Migration | Barbara Harroun

I drove across the Wabash River to my friend Lesha’s attic apartment. It must have been April or early May. It was midafternoon, and the plan was to get stoned with her next-door neighbor and then drive to Jasper-Pulaski Fish & Wildlife Area to watch the migrating Sand Hill Cranes.  Our first year of graduate school was coming to a close.

Lesha was a poet. I was enthralled with short fiction, but both of us were burnt out and missing home. We were in search of wonder, hence passing a bowl. We had to do so quickly before another friend joined us. This friend was smart and artistic, but also straight-laced and raised by deeply religious parents.

When she arrived she had on a dress shirt, a long lion tamer’s tuxedo jacket that I later bought from her for $2.00. She had no idea we were stoned, although we all piled into Lesha’s red car slowly and awkwardly, moving trash as needed, trying hard to act normal. When we pulled up to the red light on our way out of town, we came even with a police car. We held our breath. “Shit,” Lesha murmured.

Our sober friend asked, “What?”

“Ah, nothing,” Lesha said with her Arkansas drawl. We all looked straight ahead until the cop turned off, and I felt guilty, my eyes concealed behind sunglasses.

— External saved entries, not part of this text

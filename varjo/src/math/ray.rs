use super::{common::FloatValueType, point::Point3, vector::Vec3};

// Based on Physically Based Rendering 3rd ed.
// http://www.pbr-book.org/3ed-2018/Geometry_and_Transformations/Rays.html

/// An origin and a direction, expressed in the coordinate space of whichever
/// node is currently processing it.
#[derive(Copy, PartialEq, Clone, Debug)]
pub struct Ray<T>
where
    T: FloatValueType,
{
    pub o: Point3<T>,
    pub d: Vec3<T>,
}

impl<T> Ray<T>
where
    T: FloatValueType,
{
    /// Creates a new `Ray`.
    pub fn new(o: Point3<T>, d: Vec3<T>) -> Self {
        let ret = Self { o, d };
        debug_assert!(!ret.has_nans());
        ret
    }

    /// Checks if any of the members in this `Ray` contain NaNs.
    pub fn has_nans(&self) -> bool {
        self.o.has_nans() || self.d.has_nans()
    }

    /// Finds the [Point3] on this `Ray` at distance `t`.
    pub fn point(&self, t: T) -> Point3<T> {
        self.o + self.d * t
    }
}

In an hour’s time, we stopped at a darkened restaurant. On the wood sided wall I sat closest to was a photograph of James Dean, kneeling with his high school basketball team. It was him, but before—before acting and fame and being caught like a fly in amber on those celluloid frames. I wanted to press my face up to the glass and kiss him, his young teenaged face, and I would feel this way again, a good year later at Graceland, two days after Lesha’s wedding, outside at the stone marker commemorating Elvis’ twin brother, Jesse—struck by our human frailty, the urge to soar away from where we are so defined. From home.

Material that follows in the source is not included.